_Stored data_:
|---|

use leptos::prelude::*;
use leptos_meta::Title;

use super::intro::IntroPane;
use super::projects::ProjectsPane;

/// Single-page layout: bio on the left, project viewport on the right.
#[component]
pub fn HomePage() -> impl IntoView {
    view! {
        <Title text="Portfolio" />
        <IntroPane />
        <ProjectsPane />
    }
}
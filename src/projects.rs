use serde::{Deserialize, Serialize};

/// One project entry. `id` is unique within the collection and stable for
/// the item's lifetime; the neighbor-visibility rule keys off `id ± 1`.
#[derive(Debug, Clone, PartialEq, Serialize, Deserialize)]
pub struct Project {
    pub id: u32,
    pub title_lines: Vec<String>,
    pub date: String,
    pub tags: Vec<String>,
    pub description: String,
}

/// The portfolio content, in display order.
pub fn all_projects() -> Vec<Project> {
    fn strings(v: &[&str]) -> Vec<String> {
        v.iter().map(|s| s.to_string()).collect()
    }

    vec![
        Project {
            id: 1,
            title_lines: strings(&["FASST"]),
            date: "Oct 2024 - Mars 2025".to_string(),
            tags: strings(&[
                "React", "Node", "GraphQL", "Ramda", "Tailwind", "Radix-UI", "GitLab",
            ]),
            description: "Sales path and Dashboard for AMUNDI distributors".to_string(),
        },
        Project {
            id: 2,
            title_lines: strings(&["PATHFINDER"]),
            date: "Jun - Nov 2024".to_string(),
            tags: strings(&[
                "React",
                "React Router",
                "D3.JS",
                "TypeScript",
                "Vite",
                "Zustand",
                "GitLab",
            ]),
            description: "Graph Visualization Tool for BNP Paribas".to_string(),
        },
        Project {
            id: 3,
            title_lines: strings(&["LOAD AO"]),
            date: "Oct 2023 - Fev 2025".to_string(),
            tags: strings(&[
                "React",
                "TypeScript",
                "MUI",
                "TanStack",
                "Puppeteer",
                "Node",
                "AzureDevOps",
            ]),
            description: "Tool Managment for Sogeti".to_string(),
        },
        Project {
            id: 4,
            title_lines: strings(&["ABLA"]),
            date: "Mar 2023 - Dec 2024".to_string(),
            tags: strings(&["React", "React-DnD", "Chart.JS", "Chakra-UI", "GitHub"]),
            description: "AI transcription for repository Design".to_string(),
        },
    ]
}

/// Id that gets the initial auto-focus on desktop.
pub fn default_project_id() -> Option<u32> {
    all_projects().first().map(|p| p.id)
}

#[cfg(test)]
mod tests {
    use std::collections::HashSet;

    use super::*;

    #[test]
    fn project_ids_are_unique() {
        let projects = all_projects();
        let ids: HashSet<u32> = projects.iter().map(|p| p.id).collect();
        assert_eq!(ids.len(), projects.len());
    }

    #[test]
    fn default_focus_is_first_project() {
        assert_eq!(default_project_id(), Some(1));
    }

    #[test]
    fn every_project_has_display_content() {
        for p in all_projects() {
            assert!(!p.title_lines.is_empty(), "project {} has no title", p.id);
            assert!(!p.tags.is_empty(), "project {} has no tags", p.id);
            assert!(!p.description.is_empty());
        }
    }
}
#[cfg(feature = "hydrate")]
mod dom {
    use leptos::{html, prelude::*};
    use web_sys::{ScrollBehavior, ScrollToOptions};

    use crate::tracker::{Rect, ViewportAdapter};

    /// [`ViewportAdapter`] over the live DOM, reading client-coordinate
    /// geometry from `getBoundingClientRect`.
    pub struct DomViewport {
        container: NodeRef<html::Div>,
        items: Vec<(u32, NodeRef<html::Div>)>,
    }

    impl DomViewport {
        pub fn new(container: NodeRef<html::Div>, items: Vec<(u32, NodeRef<html::Div>)>) -> Self {
            Self { container, items }
        }
    }

    impl ViewportAdapter for DomViewport {
        fn viewport(&self) -> Option<Rect> {
            let el = self.container.get_untracked()?;
            let rect = el.get_bounding_client_rect();
            Some(Rect::new(rect.top(), rect.height()))
        }

        fn items(&self) -> Vec<(u32, Rect)> {
            self.items
                .iter()
                .filter_map(|(id, node)| {
                    let el = node.get_untracked()?;
                    let rect = el.get_bounding_client_rect();
                    Some((*id, Rect::new(rect.top(), rect.height())))
                })
                .collect()
        }

        fn scroll_top(&self) -> f64 {
            self.container
                .get_untracked()
                .map(|el| el.scroll_top() as f64)
                .unwrap_or_default()
        }

        fn scroll_to(&self, top: f64, animate: bool) {
            let Some(el) = self.container.get_untracked() else {
                return;
            };
            if animate {
                let opts = ScrollToOptions::new();
                opts.set_top(top);
                opts.set_behavior(ScrollBehavior::Smooth);
                el.scroll_to_with_scroll_to_options(&opts);
            } else {
                el.set_scroll_top(top as i32);
            }
        }
    }
}
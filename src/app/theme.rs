use leptos::prelude::*;

/// Page-wide color mode. Every theme-dependent class comes from the lookup
/// methods below rather than runtime string building, so the full set of
/// emitted classes is enumerable at compile time.
#[derive(Debug, Clone, Copy, PartialEq, Eq, Default)]
pub enum Theme {
    #[default]
    Dark,
    Light,
}

impl Theme {
    pub fn root_class(self) -> &'static str {
        match self {
            Theme::Dark => "dark-theme",
            Theme::Light => "light-theme",
        }
    }

    /// Accent color for headings and stat values.
    pub fn accent_text(self) -> &'static str {
        match self {
            Theme::Dark => "text-green-300/80",
            Theme::Light => "text-blue-400/50",
        }
    }

    pub fn avatar_border(self) -> &'static str {
        match self {
            Theme::Dark => "border-green-300/80",
            Theme::Light => "border-blue-400/50",
        }
    }

    pub fn icon_class(self) -> &'static str {
        match self {
            Theme::Dark => "text-white/80 hover:text-green-300",
            Theme::Light => "text-black/50 hover:text-blue-500",
        }
    }

    pub fn tooltip_class(self) -> &'static str {
        match self {
            Theme::Dark => "bg-green-600",
            Theme::Light => "bg-blue-600",
        }
    }

    pub fn badge_class(self) -> &'static str {
        match self {
            Theme::Dark => "badge-dark text-blue-300/90",
            Theme::Light => "badge-light text-yellow-600/90",
        }
    }

    pub fn pulse_class(self) -> &'static str {
        match self {
            Theme::Dark => "bg-blue-500/30",
            Theme::Light => "bg-yellow-500/30",
        }
    }

    /// Glow behind the focus-pulse indicator, applied as an inline shadow.
    pub fn pulse_glow(self) -> &'static str {
        match self {
            Theme::Dark => "0 0 20px 10px rgba(59, 130, 246, 0.4)",
            Theme::Light => "0 0 20px 10px rgba(234, 179, 8, 0.4)",
        }
    }
}

/// Stacked-letter DARK / LIGHT switcher pinned to the bottom-right corner.
#[component]
pub fn ThemeToggle() -> impl IntoView {
    view! {
        <div class="flex flex-col text-xs items-end fixed bottom-8 right-8 z-50 gap-6">
            <ThemeButton label="DARK" target=Theme::Dark />
            <ThemeButton label="LIGHT" target=Theme::Light />
        </div>
    }
}

#[component]
fn ThemeButton(label: &'static str, target: Theme) -> impl IntoView {
    let theme = expect_context::<RwSignal<Theme>>();
    view! {
        <button
            class=move || {
                let emphasis = if theme.get() == target { "opacity-100" } else { "opacity-40" };
                format!("flex flex-col items-center cursor-pointer {emphasis}")
            }
            on:click=move |_| theme.set(target)
        >
            {label
                .chars()
                .map(|letter| {
                    view! {
                        <span class="my-1 hover:scale-110 transition-transform">
                            {letter.to_string()}
                        </span>
                    }
                })
                .collect_view()}
        </button>
    }
}

#[cfg(test)]
mod tests {
    use super::*;

    #[test]
    fn themes_map_to_distinct_classes() {
        assert_ne!(Theme::Dark.root_class(), Theme::Light.root_class());
        assert_ne!(Theme::Dark.accent_text(), Theme::Light.accent_text());
        assert_ne!(Theme::Dark.badge_class(), Theme::Light.badge_class());
        assert_ne!(Theme::Dark.pulse_glow(), Theme::Light.pulse_glow());
    }
}
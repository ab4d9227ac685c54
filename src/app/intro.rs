use leptos::prelude::*;

#[cfg(feature = "hydrate")]
use gloo_timers::callback::Timeout;

use super::effects::{DecryptedText, SplitText};
use super::theme::Theme;

#[cfg(feature = "hydrate")]
const EMAIL: &str = "j.deboisvilliers@gmail.com";

#[cfg(feature = "hydrate")]
const COPY_TOOLTIP_MS: u32 = 2_000;

const BIO_LEAD: &str = "Fullstack JS developer with 5+ years of experience, combining technical \
     expertise and creative approach to design performant and intuitive interfaces:";

const BIO_POINTS: [&str; 4] = [
    "Deep mastery of React ecosystems, particularly in state management (Zustand) and data flow \
     optimization (GraphQL)",
    "Proficiency in data visualization (D3.JS, Chart.JS), transforming complex information into \
     readable interfaces",
    "UI/UX expertise with modern frameworks (Tailwind, Radix-UI, Chakra-UI, MUI) ensuring \
     accessibility and polished aesthetics",
    "Solid fullstack skills (Node, TypeScript) complemented by automation tools (Puppeteer) and \
     continuous integration",
];

const BIO_CLOSE: &str = "I strive to create responsive applications that combine technical \
     performance with intuitive user experience.";

/// Left half of the page: avatar, name, bio, and stats.
#[component]
pub fn IntroPane() -> impl IntoView {
    let theme = expect_context::<RwSignal<Theme>>();

    view! {
        <div class="w-full md:w-1/2 min-h-screen flex items-center justify-center overflow-hidden">
            <div class="flex flex-col w-full max-w-md px-4 sm:px-6 py-8 space-y-6">
                <div class="flex flex-col items-center sm:flex-row sm:items-start mb-8">
                    <div class="flex flex-col items-center sm:items-start mr-2.5">
                        <div class=move || {
                            format!(
                                "rounded-full overflow-hidden w-24 h-24 border-2 shadow-lg flex-shrink-0 mb-4 sm:mb-0 {}",
                                theme.get().avatar_border(),
                            )
                        }>
                            <img
                                src="/profil.jpg"
                                loading="lazy"
                                decoding="async"
                                alt="Jonathan de Boisvilliers"
                                class="w-full h-full object-cover scale-x-[-1]"
                            />
                        </div>
                        <div class="w-fit h-12 flex items-center justify-center">
                            <SocialIcons />
                        </div>
                    </div>

                    <div class="text-center sm:text-left">
                        <h1 class=move || {
                            format!(
                                "text-4xl font-bold tracking-tighter mb-2 pl-2 {}",
                                theme.get().accent_text(),
                            )
                        }>
                            <SplitText text="JONATHAN" delay_ms=100 />
                            <br />
                            <SplitText text="DE BOISVILLIERS" delay_ms=200 />
                        </h1>
                        <p class="text-3xl opacity-90">"FullStack JS Developer"</p>
                    </div>
                </div>

                <div class="text-base mb-8 opacity-75 max-w-md mx-auto sm:mx-0 text-left">
                    <p class="mb-4">
                        <DecryptedText text=BIO_LEAD />
                    </p>
                    <ul class="list-disc pl-5 mb-4 space-y-2">
                        {BIO_POINTS
                            .into_iter()
                            .map(|point| {
                                view! {
                                    <li>
                                        <DecryptedText text=point />
                                    </li>
                                }
                            })
                            .collect_view()}
                    </ul>
                    <p>
                        <DecryptedText text=BIO_CLOSE />
                    </p>
                </div>

                <div class="flex flex-wrap justify-center sm:justify-start gap-4 sm:gap-8 w-fit">
                    <Stat value="5+" label="Years of Experience" />
                    <Stat value="12+" label="Completed Projects" />
                    <Stat value="10k+" label="Downed Coffees" />
                </div>
            </div>
        </div>
    }
}

#[component]
fn Stat(value: &'static str, label: &'static str) -> impl IntoView {
    let theme = expect_context::<RwSignal<Theme>>();
    view! {
        <div class="flex-1 text-center sm:text-left">
            <p class=move || format!("text-4xl font-bold {}", theme.get().accent_text())>{value}</p>
            <p class="text-sm opacity-75">{label}</p>
        </div>
    }
}

/// External profiles plus a copy-email button with a transient tooltip.
#[component]
fn SocialIcons() -> impl IntoView {
    let theme = expect_context::<RwSignal<Theme>>();
    let (copied, set_copied) = signal(false);

    #[cfg(feature = "hydrate")]
    let copy_email = {
        let reset = StoredValue::new_local(None::<Timeout>);
        on_cleanup(move || {
            reset.update_value(|t| {
                t.take();
            });
        });
        move |_| {
            let Some(window) = web_sys::window() else {
                return;
            };
            // Fire-and-forget; the tooltip is optimistic.
            let _ = window.navigator().clipboard().write_text(EMAIL);
            set_copied(true);
            reset.update_value(|t| {
                *t = Some(Timeout::new(COPY_TOOLTIP_MS, move || set_copied(false)));
            });
        }
    };
    #[cfg(not(feature = "hydrate"))]
    let copy_email = {
        let _ = set_copied;
        move |_| {}
    };

    let icon_class = move || {
        format!(
            "w-6 h-6 cursor-pointer transition-colors duration-300 text-2xl {}",
            theme.get().icon_class(),
        )
    };

    view! {
        <div class="flex justify-center space-x-4 mt-2">
            <a
                href="https://www.linkedin.com/in/jdeboisvilliers/"
                target="_blank"
                rel="noopener noreferrer"
                class="hover:scale-110 transition-transform"
                aria-label="LinkedIn Profile"
            >
                <i class=move || format!("devicon-linkedin-plain {}", icon_class())></i>
            </a>
            <a
                href="https://github.com/Dumpinator"
                target="_blank"
                rel="noopener noreferrer"
                class="hover:scale-110 transition-transform"
                aria-label="GitHub Profile"
            >
                <i class=move || format!("devicon-github-plain {}", icon_class())></i>
            </a>
            <button
                on:click=copy_email
                class="hover:scale-110 transition-transform relative"
                aria-label="Copy email address"
            >
                <span class=icon_class>"✉"</span>
                <Show when=move || copied.get()>
                    <span class=move || {
                        format!(
                            "absolute -top-8 left-1/2 -translate-x-1/2 text-white text-xs px-2 py-1 rounded {}",
                            theme.get().tooltip_class(),
                        )
                    }>"Copied!"</span>
                </Show>
            </button>
        </div>
    }
}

|---|

_Task description_:
In the records above, each line with the string "rounded" should be copied.

_Result of the exercise_:
                                "rounded-full overflow-hidden w-24 h-24 border-2 shadow-lg flex-shrink-0 mb-4 sm:mb-0 {}",
                            "absolute -top-8 left-1/2 -translate-x-1/2 text-white text-xs px-2 py-1 rounded {}",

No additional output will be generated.